(Stored items from a collection)
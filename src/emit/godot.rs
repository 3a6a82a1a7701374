//! `SIDCConstants.gd`: a GDScript dictionary of every set's entity and
//! modifier names, keyed by numeric set id and uid.

use crate::ast::SymbolSet;

const SYMBOL_SET_NAME_KEY: &str = "SYMBOL_SET_NAME";
const CATEGORY_KEYS: [&str; 3] = ["ENTITIES", "MODIFIER_1", "MODIFIER_2"];

pub fn sidc_constants(sets: &[SymbolSet]) -> String {
    let mut out = String::from("class_name SIDCConstants\n");
    for key in std::iter::once(SYMBOL_SET_NAME_KEY).chain(CATEGORY_KEYS) {
        out.push_str(&format!("const {key}:StringName = &\"{key}\"\n"));
    }

    out.push_str("const SYMBOL_SETS:Dictionary = {\n");
    for (index, set) in sets.iter().enumerate() {
        out.push_str(&format!("\t{}: {{\n", set.number));
        out.push_str(&format!(
            "\t\t{}: {},\n",
            SYMBOL_SET_NAME_KEY,
            gd_string(&set.name)
        ));

        for (category_index, (_, layers)) in set.categories().iter().enumerate() {
            out.push_str(&format!("\t\t{}: {{\n", CATEGORY_KEYS[category_index]));
            let entries = layers
                .values()
                .map(|layer| {
                    let names = layer
                        .names
                        .iter()
                        .map(|name| gd_string(name))
                        .collect::<Vec<_>>()
                        .join(", ");
                    format!(
                        "\t\t\t{}: [{}]",
                        layer.uid.parse::<u32>().unwrap_or_default(),
                        names
                    )
                })
                .collect::<Vec<_>>();
            out.push_str(&entries.join(",\n"));
            out.push('\n');
            let last = category_index == CATEGORY_KEYS.len() - 1;
            out.push_str(if last { "\t\t}\n" } else { "\t\t},\n" });
        }

        out.push_str(if index + 1 == sets.len() { "\t}\n" } else { "\t},\n" });
    }
    out.push('}');
    out
}

fn gd_string(text: &str) -> String {
    format!("\"{}\"", text.replace('\\', "\\\\").replace('"', "\\\""))
}

#[cfg(test)]
mod tests {
    use indexmap::IndexMap;

    use super::*;
    use crate::ast::SymbolLayer;

    fn layer(uid: &str, names: &[&str]) -> SymbolLayer {
        SymbolLayer {
            uid: uid.to_string(),
            names: names.iter().map(|n| n.to_string()).collect(),
            elements: Vec::new(),
            civilian: false,
        }
    }

    #[test]
    fn test_dictionary_layout() {
        let mut icons = IndexMap::new();
        icons.insert("01".to_string(), layer("01", &["Infantry", "Foot"]));
        let set = SymbolSet {
            id: "10".to_string(),
            number: 10,
            name: "Land unit".to_string(),
            icons,
            m1: IndexMap::new(),
            m2: IndexMap::new(),
        };

        let out = sidc_constants(&[set]);
        assert!(out.starts_with("class_name SIDCConstants\n"));
        assert!(out.contains("const ENTITIES:StringName = &\"ENTITIES\"\n"));
        assert!(out.contains("\t10: {\n\t\tSYMBOL_SET_NAME: \"Land unit\",\n"));
        assert!(out.contains("\t\tENTITIES: {\n\t\t\t1: [\"Infantry\", \"Foot\"]\n\t\t},\n"));
        assert!(out.ends_with("\t\t}\n\t}\n}"));
    }
}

• _Task brief_
Every line holding the string "Foot" should be copied here, so please find those lines in the data.

• _Answer for this exercise_
        icons.insert("01".to_string(), layer("01", &["Infantry", "Foot"]));
        assert!(out.contains("\t\tENTITIES: {\n\t\t\t1: [\"Infantry\", \"Foot\"]\n\t\t},\n"));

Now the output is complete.